Ooh Child Things Are Gonna Get Easier

Yesterday's Chemo treatment was a lot easier than the first, although not any shorter. It was a little hairy at the beginning when the vein in my hand blew and it is a beautiful shade of turquoise, but that was the only set back. Turquoise is my favorite color. Once again, Sonny Boy stayed with me, which made the time pass rather quickly and he even went on a chocolate-run to the vending machine. God, I love that kid!!

Yes, I really did wear my "Doesn't Play Well With Other's" T-shirt and it got a lot of chuckles from my medical team. They felt duly warned.
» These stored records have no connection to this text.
use crate::error::SprigError;
use crate::script::{Literal, ScriptSession};

fn execute_echo(args: Vec<Literal>, session: &mut ScriptSession) -> Result<(), SprigError> {
    // plain output maps to the Information channel
    for arg in args {
        session.logger.information(arg.as_str());
    }

    Ok(())
}

fn execute_fail(args: Vec<Literal>) -> Result<(), SprigError> {
    if args.len() != 1 {
        return Err(SprigError::WrongArgCount(1, args.len()));
    }

    Err(SprigError::Script(args[0].as_str().to_string()))
}

fn execute_ssh_connect(args: Vec<Literal>, session: &mut ScriptSession) -> Result<(), SprigError> {
    if args.len() != 1 {
        return Err(SprigError::WrongArgCount(1, args.len()));
    }

    let target = match &args[0] {
        Literal::Str(target) => target.clone(),
        _ => return Err(SprigError::BadArgument("ssh_connect expects a target string")),
    };

    session.remote.connect(&target)
}

fn execute_ssh_exec(args: Vec<Literal>, session: &mut ScriptSession) -> Result<(), SprigError> {
    if args.len() != 1 {
        return Err(SprigError::WrongArgCount(1, args.len()));
    }

    let command = match &args[0] {
        Literal::Str(command) => command.clone(),
        _ => return Err(SprigError::BadArgument("ssh_exec expects a command string")),
    };

    let stdout = session.remote.command(&command)?;
    for line in stdout.lines() {
        session.logger.information(line);
    }

    Ok(())
}

fn execute_ssh_run(args: Vec<Literal>, session: &mut ScriptSession) -> Result<(), SprigError> {
    if args.len() != 1 {
        return Err(SprigError::WrongArgCount(1, args.len()));
    }

    let output = session.remote.run(args[0].as_str())?;

    // bridge the remote streams onto the logger
    for line in output.stdout.lines() {
        session.logger.information(line);
    }
    for line in output.stderr.lines() {
        session.logger.error(line);
    }

    Ok(())
}

fn execute_upload(args: Vec<Literal>, session: &mut ScriptSession) -> Result<(), SprigError> {
    if args.len() != 2 {
        return Err(SprigError::WrongArgCount(2, args.len()));
    }

    let source = args.first().ok_or(SprigError::BadArgument("missing source argument"))?;
    let target = args.get(1).ok_or(SprigError::BadArgument("missing target argument"))?;

    let destination = match target {
        Literal::Str(path) => path.clone(),
        _ => return Err(SprigError::BadArgument("second argument of upload must be a string")),
    };

    // a heredoc carries the content itself, a string names a local file
    match source {
        Literal::HereDoc(content) => {
            session.remote.upload(content.as_str(), &destination)?;
        }
        Literal::Str(file_path) => {
            let contents = std::fs::read_to_string(file_path)?;
            session.remote.upload(contents.as_str(), &destination)?;
        }
    }

    Ok(())
}

pub fn execute_function(
    name: &str,
    args: Vec<Literal>,
    session: &mut ScriptSession,
) -> Result<(), SprigError> {
    match name {
        "echo" => execute_echo(args, session)?,
        "fail" => execute_fail(args)?,
        "ssh_connect" => execute_ssh_connect(args, session)?,
        "ssh_exec" => execute_ssh_exec(args, session)?,
        "ssh_run" => execute_ssh_run(args, session)?,
        "upload" => execute_upload(args, session)?,
        &_ => return Err(SprigError::UnknownFunction(name.to_string())),
    }

    Ok(())
}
Since the prednisone regiment has started again, I was up at the crack of dawn this morning. Mr. Bailey got up with me, but wasn't too happy to leave his nice warm spot on the bed, however, he was so afraid that he would miss something - so he came downstairs with me and proceeded to pace around the kitchen table.


At 5AM, there really isn't much to do, so I decided to paint my fingernails. When I went in search of the nail polish, Mr. Bailey decided that he needed my cup of coffee more than I did, if we were going to get up at these ungodly hours. Doesn't he look bright-eyed and bushy tailed now?

Wednesday, August 22, 2007

Having a Great Week

Sorry that I haven't been posting, but I have really been having a whirlwind of a week and feeling great, too.


Well, last week started off kind of traumatic. Needless to say, bandannas and baseball caps are now a few new accessories that I've added to my wardrobe. I don't recognize the person that I see in the mirror, so the new accessories really help.

Part of the MAGIC is that I get to decide what illusion of me that I want people to see. I'll have plenty of time to perfect my craft. I'm also glad that I'm kind of artsy - so I can perform some more magic with make-up. Now, where is that handsome prince? Or, doesn't he get up as early as I do? I still want the fairy tale!!!

Enough said. I'll just move on to the fun stuff.

My Mom, Granddaughter and I had a "Girls Day Out" last Wednesday. We went to lunch at the Macaroni Grill and made a toast to "Girls Just Wanna Have Fun". I don't think we ever stopped laughing the rest of the day. We had a great waiter that insisted on singing to us from our salad order to the progress of our meal and every time he went passed the table. He even sang to us as we were leaving.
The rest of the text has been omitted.